Task goal:
Please print exactly the line containing "relax_threaded(&mut grid, &ranges, params)?" and every line after it to the end of the records below, and nothing more.

Saved entries:
___
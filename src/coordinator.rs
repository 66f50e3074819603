//! Builds the grid and the worker pool, runs it, and packages the result.

use std::time::{Duration, Instant};

use crate::config::{Backend, SolverConfig};
use crate::error::SolveError;
use crate::grid::Grid;
use crate::implementations::rayon::relax_rayon;
use crate::implementations::single::relax_single;
use crate::implementations::threaded::{relax_threaded, RelaxParams, WorkerReport};
use crate::partition::partition;

/// Final state of a run, read by the I/O layer once every worker is done.
#[derive(Debug, Clone)]
pub struct Solution {
    grid: Grid,
    iterations: usize,
    elapsed: Duration,
    max_diff: f64,
    converged: bool,
    workers: Vec<WorkerReport>,
}

impl Solution {
    pub fn grid(&self) -> &Grid {
        &self.grid
    }

    /// Final grid, row-major, boundary cells included.
    pub fn snapshot(&self) -> &[f64] {
        self.grid.snapshot()
    }

    /// Iterations run by the longest-running worker.
    pub fn iterations(&self) -> usize {
        self.iterations
    }

    /// Wall-clock time from starting the workers to joining the last one.
    pub fn elapsed(&self) -> Duration {
        self.elapsed
    }

    /// Largest max-change reported by any worker in its last iteration.
    pub fn max_diff(&self) -> f64 {
        self.max_diff
    }

    /// True when every worker stopped on epsilon rather than the cap.
    pub fn converged(&self) -> bool {
        self.converged
    }

    pub fn workers(&self) -> &[WorkerReport] {
        &self.workers
    }

    pub fn into_grid(self) -> Grid {
        self.grid
    }
}

/// Validate `config`, run the selected backend to completion and return
/// the final grid.
pub fn solve(config: &SolverConfig) -> Result<Solution, SolveError> {
    config.validate()?;
    let ranges = partition(config.size, config.workers)?;
    let mut grid = Grid::new(config.size, config.boundary);

    tracing::info!(
        "solving {}x{} grid with {} workers ({:?} backend, {:?} convergence, epsilon {})",
        config.size,
        config.size,
        config.workers,
        config.backend,
        config.convergence,
        config.epsilon
    );

    let start = Instant::now();
    let workers = match config.backend {
        Backend::Threaded => {
            let params = RelaxParams {
                epsilon: config.epsilon,
                max_iters: config.max_iters,
                policy: config.convergence,
            };
            relax_threaded(&mut grid, &ranges, params)?
        }
        Backend::Rayon => vec![relax_rayon(
            &mut grid,
            config.workers,
            config.epsilon,
            config.max_iters,
        )?],
        Backend::Single => vec![relax_single(&mut grid, config.epsilon, config.max_iters)],
    };
    let elapsed = start.elapsed();

    let iterations = workers.iter().map(|w| w.iterations).max().unwrap_or(0);
    let max_diff = workers.iter().map(|w| w.last_diff).fold(0.0, f64::max);
    let converged = workers.iter().all(|w| w.converged);

    if converged {
        tracing::info!("converged after {} iterations in {:?}", iterations, elapsed);
    } else {
        tracing::warn!(
            "stopped at the iteration cap ({}) with max change {:e}",
            iterations,
            max_diff
        );
    }

    Ok(Solution {
        grid,
        iterations,
        elapsed,
        max_diff,
        converged,
        workers,
    })
}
___
Response for this exercise:
            relax_threaded(&mut grid, &ranges, params)?
        }
        Backend::Rayon => vec![relax_rayon(
            &mut grid,
            config.workers,
            config.epsilon,
            config.max_iters,
        )?],
        Backend::Single => vec![relax_single(&mut grid, config.epsilon, config.max_iters)],
    };
    let elapsed = start.elapsed();

    let iterations = workers.iter().map(|w| w.iterations).max().unwrap_or(0);
    let max_diff = workers.iter().map(|w| w.last_diff).fold(0.0, f64::max);
    let converged = workers.iter().all(|w| w.converged);

    if converged {
        tracing::info!("converged after {} iterations in {:?}", iterations, elapsed);
    } else {
        tracing::warn!(
            "stopped at the iteration cap ({}) with max change {:e}",
            iterations,
            max_diff
        );
    }

    Ok(Solution {
        grid,
        iterations,
        elapsed,
        max_diff,
        converged,
        workers,
    })
}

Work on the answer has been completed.